Hardware Based Rendering of 3D Geometry

Using Aspose.3D for .NET API, developers can program the GPU (graphics processing unit) and setup the graphics hardware for rendering 3D geometry instead of the fixed function pipeline. In this article, we focus on hardware-based rendering using OpenGL 4.0, DirectX 11, DirectX 9 and Vulkan.

Create Hardware and Render a 3D Geometry

To render a 3D geometry, a shader, buffers and render state are required. None of them can work without each other.

Buffers - Triangle lists are individual triangles specified in an array that is sometimes referred to as a buffer. In a triangle list, each triangle is individually specified. Points of a triangle can be shared by using indices to reduce the amount of data that must be passed to the graphics hardware.
Shaders - It defines how to transform the triangles from world space into screen space and calculate the final pixel color in GPU side
Render States - It provides parameters for the GPU to rasterize the triangles into pixels.

We have prepared a demo project. Please refer to this download URL.

The OpenGL Shading Language (GLSL) is the standard high level shading language for the OpenGL graphics API. The InitRenderer method in AssetBrowser/Controls/RenderView.cs file under the demo application (name:AssetBrowser) demonstrates the simple use of GLSL using Aspose.3D API. There are three shader types commonly used: Vertex Shaders, Fragment Shaders and Geometry Shaders.

GLSLSource class tells the renderer, the source code is for OpenGL shading language, it can be compiled to ShaderProgram class. The ShaderVariable class defines the variables used in the shader. The VariableSemantic class is used to identify the shader variable’s semantic, Aspose.3D renderer will automatically prepare shader variable values depends on the semantics.

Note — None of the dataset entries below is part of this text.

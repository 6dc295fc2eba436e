pub mod fallback;
pub mod orchestrator;
pub mod remote;
pub mod style;

pub use orchestrator::{SummarizeError, Summarizer};
pub use style::StyleDirective;

#[derive(Debug, Clone)]
pub struct SummarizationRequest {
    pub text: String,
    pub style_hint: Option<String>,
}

impl SummarizationRequest {
    pub fn new(text: impl Into<String>, style_hint: Option<String>) -> Self {
        Self {
            text: text.into(),
            style_hint,
        }
    }
}

#[derive(Debug, Clone, PartialEq, Eq)]
pub struct SummarizationResult {
    pub summary: String,
    pub used_fallback: bool,
    pub original_length: usize,
    pub summary_length: usize,
}
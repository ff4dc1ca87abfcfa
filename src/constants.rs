//! Board geometry and engine limits.
//!
//! Each side owns 17 holes laid out in a single array:
//!
//! ```text
//!  back row:  15 14 13 12 11 10  9  8
//! front row:   0  1  2  3  4  5  6  7      store: 16
//! ```
//!
//! Sowing walks the 16 board holes as a ring (0 -> 7 -> 8 -> 15 -> 0).
//! The front rows of both sides face each other; front hole `h` of one
//! side faces front hole `7 - h` of the other.

// =============================================================================
// Board Geometry
// =============================================================================

/// Number of players in a game.
pub const NPLAYERS: usize = 2;

/// Number of holes owned by each side, including the store.
pub const NHOLES: usize = 17;

/// Number of holes seeds are sown around (front and back rows).
pub const RING: usize = 16;

/// Index of a hole on one side of the board.
pub type Hole = usize;

/// Left kichwa (first hole of the front row).
pub const FRONT_FIRST: Hole = 0;

/// Left kimbi.
pub const LEFT_KIMBI: Hole = 1;

/// The house (nyumba), a front hole with special lifting rules while intact.
pub const HOUSE: Hole = 4;

/// Right kimbi.
pub const RIGHT_KIMBI: Hole = 6;

/// Right kichwa (last hole of the front row).
pub const FRONT_LAST: Hole = 7;

/// First hole of the back row (behind the right kichwa).
pub const BACK_FIRST: Hole = 8;

/// Last hole of the back row (behind the left kichwa).
pub const BACK_LAST: Hole = 15;

/// Off-board store of seeds not yet entered. A side plays its first stage
/// (namua) while its store is non-empty.
pub const STORE: Hole = 16;

// =============================================================================
// Engine Limits
// =============================================================================

/// Maximum number of candidate moves accepted from a single enumeration.
pub const MAX_TRANSITIONS: usize = 20;

/// Default bound on executor steps before a move is deemed perpetual.
pub const DEFAULT_MAX_STEPS: usize = 50;

/// Default search depth used by the binary.
pub const DEFAULT_DEPTH: usize = 3;
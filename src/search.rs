//! Depth-limited best-move search.
//!
//! The search is a plain maximisation over the mover's own seed count;
//! it does not model the opponent. Subtrees are released as soon as their
//! score is known, so only one path of expanded nodes is alive at a time.
//!
//! TODO: replace with negamax and alpha-beta pruning once the evaluation
//! accounts for the opponent's replies.

use log::debug;

use crate::constants::STORE;
use crate::error::BaoError;
use crate::rules::Rules;
use crate::state::Side;
use crate::tree::Node;

/// Static score of `node` from `perspective`.
///
/// A node whose mover has no legal move (no children) scores 0. Otherwise
/// it is the seeds the mover has on the board, negated when the mover is
/// not `perspective`. Expects the node to have been grown.
pub fn evaluate(node: &Node, perspective: Side) -> i32 {
    if node.children.is_empty() {
        return 0;
    }
    let mover = node.state.player;
    let score: i32 = node.state.board[mover.index()][..STORE]
        .iter()
        .map(|&s| s as i32)
        .sum();
    if mover == perspective { score } else { -score }
}

/// Best score reachable `depth` plies below `node`, never below 0.
///
/// Grows `node`, recurses into every child and prunes the children once
/// scored, so `node` has no children when this returns with `depth > 0`.
pub fn best_score(
    perspective: Side,
    node: &mut Node,
    rules: &Rules,
    depth: usize,
) -> Result<i32, BaoError> {
    node.grow(rules)?;
    if depth == 0 {
        return Ok(evaluate(node, perspective));
    }

    let mut best = 0;
    for child in &mut node.children {
        let score = best_score(perspective, child, rules, depth - 1)?;
        best = best.max(score);
    }
    node.prune();
    Ok(best)
}

/// Index of the child of `node` with the best score at `depth`.
///
/// Ties are settled by a coin flip between the current best and the
/// challenger, so later candidates are not equally likely to win.
/// Returns `None` when the mover has no legal move.
pub fn best_branch(
    node: &mut Node,
    rules: &Rules,
    depth: usize,
    rng: &mut fastrand::Rng,
) -> Result<Option<usize>, BaoError> {
    node.grow(rules)?;
    let perspective = node.state.player;

    let mut best: Option<(usize, i32)> = None;
    for (i, child) in node.children.iter_mut().enumerate() {
        let score = best_score(perspective, child, rules, depth)?;
        best = match best {
            Some((_, max)) if score > max => Some((i, score)),
            Some((_, max)) if score == max && !rng.bool() => Some((i, score)),
            None => Some((i, score)),
            keep => keep,
        };
    }

    if let Some((i, score)) = best {
        debug!("best branch {i} scores {score} at depth {depth}");
    }
    Ok(best.map(|(i, _)| i))
}
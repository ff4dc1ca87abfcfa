//! Legal move enumeration.
//!
//! Moves are grouped into categories that are tried in a fixed priority
//! order; the first category that yields anything is the answer. Finding
//! a sowing category marks the turn as a plain sow (takata), which later
//! forbids captures while the move executes.
//!
//! First stage (store non-empty):
//! 1. captures from any front hole
//! 2. sows from front holes, skipping the house while it is intact
//! 3. sows from front holes, always skipping the house
//! 4. the special house move
//!
//! Second stage (store empty):
//! 1. captures from front holes whose last seed lands on a capture
//! 2. sows from front holes holding more than one seed, respecting the trap
//! 3. the trap-cancel move, when the trap blocks every other front hole
//! 4. the same sows from back holes, once the front row has none

use std::ops::RangeInclusive;

use crate::constants::*;
use crate::rules::Rules;
use crate::state::{BoardState, Direction, Move};

/// Predicate deciding whether `(hole, dir)` is playable in some category.
type MoveTest = fn(&BoardState, &Rules, Hole, Direction) -> bool;

const FRONT: RangeInclusive<Hole> = FRONT_FIRST..=FRONT_LAST;
const BACK: RangeInclusive<Hole> = BACK_FIRST..=BACK_LAST;

fn first_stage_capture(state: &BoardState, _rules: &Rules, hole: Hole, _dir: Direction) -> bool {
    state.can_capture(hole)
}

fn first_stage_sow(state: &BoardState, _rules: &Rules, hole: Hole, _dir: Direction) -> bool {
    let p = state.player;
    state.seeds(p, hole) > 0 && !(hole == HOUSE && state.house_intact(p))
}

fn first_stage_sow_skip_house(
    state: &BoardState,
    _rules: &Rules,
    hole: Hole,
    _dir: Direction,
) -> bool {
    state.seeds(state.player, hole) > 0 && hole != HOUSE
}

fn first_stage_house_special(state: &BoardState, rules: &Rules, hole: Hole, _dir: Direction) -> bool {
    let p = state.player;
    let seeds = state.seeds(p, hole);
    hole == HOUSE && state.house_intact(p) && seeds > 0 && seeds >= rules.min_house_special
}

/// A second-stage capture must start from a small enough front pile whose
/// last seed lands on a hole that captures.
fn second_stage_capture(state: &BoardState, rules: &Rules, hole: Hole, dir: Direction) -> bool {
    let seeds = state.seeds(state.player, hole);
    if !in_front(hole) || seeds == 0 || seeds > rules.max_capture_seeds {
        return false;
    }
    state.can_capture(dir.advance(hole, seeds))
}

fn second_stage_sow(state: &BoardState, rules: &Rules, hole: Hole, _dir: Direction) -> bool {
    let p = state.player;
    if state.seeds(p, hole) <= 1 {
        return false;
    }
    if rules.has_trap && state.trapped == Some(hole) {
        // An intact house is exempt from the trap.
        return hole == HOUSE && state.house_intact(p);
    }
    true
}

fn second_stage_trap_cancel(state: &BoardState, _rules: &Rules, hole: Hole, _dir: Direction) -> bool {
    let p = state.player;
    if state.trapped != Some(hole) || state.seeds(p, hole) <= 1 {
        return false;
    }
    FRONT
        .filter(|&h| h != hole)
        .all(|h| state.seeds(p, h) <= 1)
}

#[inline]
fn in_front(hole: Hole) -> bool {
    FRONT.contains(&hole)
}

/// Collect every `(hole, dir)` in `holes` accepted by `test`, left before
/// right, stopping at [`MAX_TRANSITIONS`] entries.
fn collect(state: &BoardState, rules: &Rules, holes: RangeInclusive<Hole>, test: MoveTest) -> Vec<Move> {
    let mut moves = Vec::new();
    for hole in holes {
        for dir in Direction::BOTH {
            if test(state, rules, hole, dir) {
                if moves.len() == MAX_TRANSITIONS {
                    return moves;
                }
                moves.push(Move::new(hole, dir));
            }
        }
    }
    moves
}

/// Enumerate the legal moves of the player to move.
///
/// Sets `state.plain_sow` to reflect the category that was accepted.
/// An empty result means the player has no legal move and has lost.
pub fn legal_moves(state: &mut BoardState, rules: &Rules) -> Vec<Move> {
    let categories: [(RangeInclusive<Hole>, MoveTest); 4] = if state.in_first_stage(state.player) {
        [
            (FRONT, first_stage_capture),
            (FRONT, first_stage_sow),
            (FRONT, first_stage_sow_skip_house),
            (HOUSE..=HOUSE, first_stage_house_special),
        ]
    } else {
        let trapped = state.trapped.unwrap_or(HOUSE);
        [
            (FRONT, second_stage_capture),
            (FRONT, second_stage_sow),
            (trapped..=trapped, second_stage_trap_cancel),
            (BACK, second_stage_sow),
        ]
    };

    for (i, (holes, test)) in categories.into_iter().enumerate() {
        // Everything after the capture category is a plain sow.
        state.plain_sow = i > 0;
        let moves = collect(state, rules, holes, test);
        if !moves.is_empty() {
            return moves;
        }
    }
    state.plain_sow = false;
    Vec::new()
}

/// Hole blocked by the single-capture trap after the player to move has
/// sown: the one front hole from which that player threatens a capture.
///
/// Returns `None` when no hole or more than one hole threatens.
pub fn find_trap(state: &BoardState, rules: &Rules) -> Option<Hole> {
    let threats = collect(state, rules, FRONT, second_stage_capture);
    let first = threats.first()?.hole;
    threats.iter().all(|m| m.hole == first).then_some(first)
}
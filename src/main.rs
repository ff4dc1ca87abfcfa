//! Bao engine command line.
//!
//! ## Usage
//!
//! - `bao` - Show a demo
//! - `bao play` - Play interactively on stdin/stdout
//! - `bao demo` - Grow the opening position and pick a move

use std::io;

use anyhow::{Context, Result};
use clap::{Parser, Subcommand};
use log::info;

use bao_engine::constants::DEFAULT_DEPTH;
use bao_engine::rules::{Rules, Variant};
use bao_engine::search::best_branch;
use bao_engine::session::Session;
use bao_engine::tree::Node;

/// Bao engine: the East African mancala game
#[derive(Parser)]
#[command(name = "bao")]
#[command(author, version, about, long_about = None)]
struct Cli {
    /// Rule set to play with (kiswahili, namua, kujifunza)
    #[arg(long, default_value = "kiswahili")]
    variant: Variant,

    /// Search depth used when the engine picks a move
    #[arg(long, default_value_t = DEFAULT_DEPTH)]
    depth: usize,

    /// Seed for tie-breaking between equally scored moves
    #[arg(long)]
    seed: Option<u64>,

    /// Override the step bound after which a move counts as perpetual
    #[arg(long)]
    max_steps: Option<usize>,

    /// Log search and execution details
    #[arg(short, long)]
    verbose: bool,

    #[command(subcommand)]
    command: Option<Commands>,
}

#[derive(Subcommand)]
enum Commands {
    /// Play interactively, one command per line
    Play,
    /// Grow the opening position and show the engine's choice
    Demo,
}

fn main() -> Result<()> {
    let cli = Cli::parse();

    let default_level = if cli.verbose { "debug" } else { "warn" };
    env_logger::Builder::from_env(env_logger::Env::default().default_filter_or(default_level))
        .init();

    let mut rules = cli.variant.rules();
    if let Some(max_steps) = cli.max_steps {
        rules.max_steps = max_steps;
    }
    let rng = match cli.seed {
        Some(seed) => fastrand::Rng::with_seed(seed),
        None => fastrand::Rng::new(),
    };
    info!("playing {} at depth {}", cli.variant, cli.depth);

    match cli.command {
        Some(Commands::Play) => {
            let mut session = Session::new(rules, cli.depth, rng);
            session
                .run(io::stdin().lock(), io::stdout().lock())
                .context("interactive session failed")?;
        }
        Some(Commands::Demo) | None => run_demo(&rules, cli.depth, rng)?,
    }
    Ok(())
}

fn run_demo(rules: &Rules, depth: usize, mut rng: fastrand::Rng) -> Result<()> {
    println!("Bao engine\n");

    let mut root = Node::root(rules);
    let n = root.grow(rules).context("could not grow the opening position")?;
    println!("{n} moves from the opening position:");
    println!("{}\n", root.state);

    for (i, child) in root.children.iter().enumerate() {
        if let Some(mv) = child.mv {
            println!("{}. {mv}", i + 1);
        }
        println!("{}\n", child.state);
    }

    println!("Searching {depth} plies...");
    match best_branch(&mut root, rules, depth, &mut rng).context("search failed")? {
        Some(i) => {
            let mv = root.children[i].mv.map(|m| m.to_string()).unwrap_or_default();
            println!("Best branch: {} ({mv})", i + 1);
        }
        None => println!("{} has no legal move", root.state.player),
    }
    Ok(())
}
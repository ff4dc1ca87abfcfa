//! Bao engine: move generation, move execution and search for the East
//! African mancala game bao.
//!
//! ## Modules
//!
//! - [`constants`] - Board geometry and engine limits
//! - [`rules`] - Regional rule sets and the named presets
//! - [`state`] - Board state, sides, directions and moves
//! - [`movegen`] - Legal move enumeration by stage and category
//! - [`hand`] - Resumable step-by-step move execution
//! - [`tree`] - Game tree growth, pruning and cursor navigation
//! - [`search`] - Depth-limited best-move search
//! - [`session`] - Text command loop for interactive play
//! - [`error`] - Error type shared by the modules above
//!
//! ## Example
//!
//! ```
//! use bao_engine::rules::Variant;
//! use bao_engine::search::best_branch;
//! use bao_engine::tree::GameTree;
//!
//! let rules = Variant::Kiswahili.rules();
//! let mut tree = GameTree::new(&rules);
//!
//! // Let the engine pick South's opening move and play it
//! let mut rng = fastrand::Rng::with_seed(42);
//! let best = best_branch(tree.current_mut(), &rules, 2, &mut rng).unwrap();
//! if let Some(index) = best {
//!     tree.shift(index).unwrap();
//! }
//! println!("{}", tree.current().state);
//! ```

pub mod constants;
pub mod error;
pub mod hand;
pub mod movegen;
pub mod rules;
pub mod search;
pub mod session;
pub mod state;
pub mod tree;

Programming Sample for Shader

This code example initializes renderer and Shader for the grid. You can download complete working project of this example from here.

	// For complete examples and data files, please go to https://github.com/aspose-3d/Aspose.3D-for-.NET
	private void InitRenderer()
	{
	// Create a default camera, because it's required during the viewport's creation.
	camera = new Camera();
	Scene.RootNode.CreateChildNode("camera", camera);
	// Create the renderer and render window from window's native handle
	renderer = Renderer.CreateRenderer();
	// Right now we only support native window handle from Microsoft Windows
	// We'll support more platform on user's demand.
	window = renderer.RenderFactory.CreateRenderWindow(new RenderParameters(), Handle);
	// Create 4 viewports, the viewport's area is meanless here because we'll change it to the right area in the SetViewports later
	viewports = new[]
	{
	window.CreateViewport(camera, Color.Gray, RelativeRectangle.FromScale(0, 0, 1, 1)),
	window.CreateViewport(camera, Color.Gray, RelativeRectangle.FromScale(0, 0, 1, 1)),
	window.CreateViewport(camera, Color.Gray, RelativeRectangle.FromScale(0, 0, 1, 1)),
	window.CreateViewport(camera, Color.Gray, RelativeRectangle.FromScale(0, 0, 1, 1))
	};
	SetViewports(1);


	//initialize shader for grid

	GLSLSource src = new GLSLSource();
	src.VertexShader = @"#version 330 core
	layout (location = 0) in vec3 position;
	uniform mat4 matWorldViewProj;
	void main()
	{
	gl_Position = matWorldViewProj * vec4(position, 1.0f);
	}";
	src.FragmentShader = @"#version 330 core
	out vec4 color;
	void main()
	{
	color = vec4(1, 1, 1, 1);
	}";
	// Define the input format used by GLSL vertex shader the format is struct ControlPoint { FVector3 Position;}
	VertexDeclaration fd = new VertexDeclaration();
	fd.AddField(VertexFieldDataType.FVector3, VertexFieldSemantic.Position);
	// Compile shader from GLSL source code and specify the vertex input format
	gridShader = renderer.RenderFactory.CreateShaderProgram(src, fd);
	// Connect GLSL uniform to renderer's internal variable
	gridShader.Variables = new ShaderVariable[]
	{
	new ShaderVariable("matWorldViewProj", VariableSemantic.MatrixWorldViewProj)
	};

	SceneUpdated("");
	}

view raw HardwareBasedRendering-Controls-RenderView-RenderView.cs hosted with ❤ by GitHub

Programming Sample for the Buffer and Render State

This code example initializes the buffer and render state for the grid.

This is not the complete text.